In other words we cannot predict the outcome from studying only the fine details. Examples include cellular metabolism, ant colonies, and organism development. Things like air pressure are simple emergent properties. Our minds and consciousness itself may be an emergent property subsisting from the complex interaction of components in our brains, although this is not known for certain.
Creative 'force' of the Universe
Consider the following, from Complexity: The Emerging Science at the Edge of Order and Chaos by Mitchell M. Waldrop...

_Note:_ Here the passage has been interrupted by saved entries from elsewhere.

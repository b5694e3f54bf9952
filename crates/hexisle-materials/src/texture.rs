//! Texture slots and the image set they resolve to.

use std::path::Path;

use image::DynamicImage;

use crate::error::AssetError;

/// File name of the equirectangular environment map.
pub const ENV_MAP_FILE: &str = "envmap.hdr";

/// Every colour or data texture the island samples.
#[derive(Debug, Clone, Copy, PartialEq, Eq, Hash)]
pub enum TextureSlot {
    Stone,
    Dirt,
    Dirt2,
    Sand,
    Grass,
    Water,
}

impl TextureSlot {
    pub const ALL: [TextureSlot; 6] = [
        TextureSlot::Stone,
        TextureSlot::Dirt,
        TextureSlot::Dirt2,
        TextureSlot::Sand,
        TextureSlot::Grass,
        TextureSlot::Water,
    ];

    pub const fn index(self) -> usize {
        self as usize
    }

    pub const fn file_name(self) -> &'static str {
        match self {
            TextureSlot::Stone => "stone.png",
            TextureSlot::Dirt => "dirt.png",
            TextureSlot::Dirt2 => "dirt2.jpg",
            TextureSlot::Sand => "sand.jpg",
            TextureSlot::Grass => "grass.jpg",
            TextureSlot::Water => "water.jpg",
        }
    }

    /// Colour textures are stored sRGB-encoded; the water map feeds roughness
    /// and metalness and is read as linear data.
    pub const fn is_srgb(self) -> bool {
        !matches!(self, TextureSlot::Water)
    }
}

/// Decoded 8-bit RGBA image.
#[derive(Debug, Clone, PartialEq)]
pub struct Rgba8Image {
    pub width: u32,
    pub height: u32,
    pub pixels: Vec<u8>,
}

impl Rgba8Image {
    pub fn solid(rgba: [u8; 4]) -> Self {
        Self {
            width: 1,
            height: 1,
            pixels: rgba.to_vec(),
        }
    }
}

/// Decoded 32-bit float RGBA image, used for the HDR environment.
#[derive(Debug, Clone, PartialEq)]
pub struct RgbaF32Image {
    pub width: u32,
    pub height: u32,
    pub pixels: Vec<f32>,
}

impl RgbaF32Image {
    pub fn solid(rgba: [f32; 4]) -> Self {
        Self {
            width: 1,
            height: 1,
            pixels: rgba.to_vec(),
        }
    }
}

/// All textures plus the environment map, resolved before generation starts.
#[derive(Debug, Clone)]
pub struct TextureSet {
    textures: Vec<Rgba8Image>,
    env_map: RgbaF32Image,
}

impl TextureSet {
    /// Decode every slot and the environment map from `dir`.
    ///
    /// Stops at the first file that is missing or fails to decode.
    pub fn load(dir: &Path) -> Result<Self, AssetError> {
        if !dir.is_dir() {
            return Err(AssetError::MissingDirectory(dir.to_path_buf()));
        }

        let textures = TextureSlot::ALL
            .iter()
            .map(|slot| {
                let image = open(&dir.join(slot.file_name()))?.to_rgba8();
                Ok(Rgba8Image {
                    width: image.width(),
                    height: image.height(),
                    pixels: image.into_raw(),
                })
            })
            .collect::<Result<Vec<_>, AssetError>>()?;

        let env = open(&dir.join(ENV_MAP_FILE))?.to_rgba32f();
        let env_map = RgbaF32Image {
            width: env.width(),
            height: env.height(),
            pixels: env.into_raw(),
        };

        tracing::info!(
            dir = %dir.display(),
            env_width = env_map.width,
            env_height = env_map.height,
            "Loaded {} textures and environment map",
            textures.len()
        );
        Ok(Self { textures, env_map })
    }

    /// White 1x1 textures and a flat grey sky, for headless runs and tests.
    pub fn placeholder() -> Self {
        Self {
            textures: TextureSlot::ALL
                .iter()
                .map(|_| Rgba8Image::solid([255, 255, 255, 255]))
                .collect(),
            env_map: RgbaF32Image::solid([0.5, 0.5, 0.5, 1.0]),
        }
    }

    pub fn get(&self, slot: TextureSlot) -> &Rgba8Image {
        &self.textures[slot.index()]
    }

    pub fn env_map(&self) -> &RgbaF32Image {
        &self.env_map
    }
}

fn open(path: &Path) -> Result<DynamicImage, AssetError> {
    if !path.is_file() {
        return Err(AssetError::MissingFile(path.to_path_buf()));
    }
    let image = image::open(path).map_err(|source| AssetError::Decode {
        path: path.to_path_buf(),
        source,
    })?;
    if image.width() == 0 || image.height() == 0 {
        return Err(AssetError::EmptyImage {
            path: path.to_path_buf(),
            width: image.width(),
            height: image.height(),
        });
    }
    Ok(image)
}

#[cfg(test)]
mod tests {
    use super::*;

    fn write_png(path: &Path, rgba: [u8; 4]) {
        image::RgbaImage::from_pixel(2, 2, image::Rgba(rgba))
            .save(path)
            .unwrap();
    }

    fn write_jpeg(path: &Path) {
        image::RgbImage::from_pixel(4, 4, image::Rgb([120, 90, 60]))
            .save(path)
            .unwrap();
    }

    fn write_hdr(path: &Path) {
        let pixels = vec![image::Rgb([1.5f32, 0.75, 0.25]); 8];
        let file = std::fs::File::create(path).unwrap();
        image::codecs::hdr::HdrEncoder::new(file)
            .encode(&pixels, 4, 2)
            .unwrap();
    }

    fn populate(dir: &Path) {
        for slot in TextureSlot::ALL {
            let path = dir.join(slot.file_name());
            if slot.file_name().ends_with(".png") {
                write_png(&path, [10, 20, 30, 255]);
            } else {
                write_jpeg(&path);
            }
        }
        write_hdr(&dir.join(ENV_MAP_FILE));
    }

    #[test]
    fn test_file_names_are_distinct() {
        let mut names: Vec<_> = TextureSlot::ALL.iter().map(|s| s.file_name()).collect();
        names.sort_unstable();
        names.dedup();
        assert_eq!(names.len(), TextureSlot::ALL.len());
    }

    #[test]
    fn test_only_water_is_linear() {
        assert!(!TextureSlot::Water.is_srgb());
        assert!(TextureSlot::Grass.is_srgb());
    }

    #[test]
    fn test_load_full_set() {
        let dir = tempfile::tempdir().unwrap();
        populate(dir.path());

        let set = TextureSet::load(dir.path()).unwrap();
        let stone = set.get(TextureSlot::Stone);
        assert_eq!((stone.width, stone.height), (2, 2));
        assert_eq!(&stone.pixels[..4], &[10, 20, 30, 255]);

        let grass = set.get(TextureSlot::Grass);
        assert_eq!(grass.pixels.len(), 4 * 4 * 4);

        let env = set.env_map();
        assert_eq!((env.width, env.height), (4, 2));
        assert_eq!(env.pixels.len(), 4 * 2 * 4);
        assert!((env.pixels[0] - 1.5).abs() < 0.05);
        assert_eq!(env.pixels[3], 1.0);
    }

    #[test]
    fn test_missing_directory() {
        let dir = tempfile::tempdir().unwrap();
        let err = TextureSet::load(&dir.path().join("nope")).unwrap_err();
        assert!(matches!(err, AssetError::MissingDirectory(_)));
    }

    #[test]
    fn test_missing_env_map_is_fatal() {
        let dir = tempfile::tempdir().unwrap();
        populate(dir.path());
        std::fs::remove_file(dir.path().join(ENV_MAP_FILE)).unwrap();

        match TextureSet::load(dir.path()) {
            Err(AssetError::MissingFile(path)) => assert!(path.ends_with(ENV_MAP_FILE)),
            other => panic!("expected missing env map, got {other:?}"),
        }
    }

    #[test]
    fn test_corrupt_texture_is_fatal() {
        let dir = tempfile::tempdir().unwrap();
        populate(dir.path());
        std::fs::write(dir.path().join("sand.jpg"), b"definitely not a jpeg").unwrap();

        match TextureSet::load(dir.path()) {
            Err(AssetError::Decode { path, .. }) => assert!(path.ends_with("sand.jpg")),
            other => panic!("expected decode failure, got {other:?}"),
        }
    }

    #[test]
    fn test_placeholder_has_every_slot() {
        let set = TextureSet::placeholder();
        for slot in TextureSlot::ALL {
            assert_eq!(set.get(slot).pixels, vec![255, 255, 255, 255]);
        }
        assert_eq!(set.env_map().pixels.len(), 4);
    }
}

“I’m of the school of thought that life and organization are inexorable,” he says, “just as inexorable as the increase in entropy. They just seem more fluky because they proceed in fits and starts, and they build on themselves. Life is a reflection of a more general phenomenon that I’d like to believe is described by some counterpart to the second law of thermodynamics – some law that would describe the tendency of matter to organize itself, and that would predict the general properties of organization we’d expect to see in the universe.”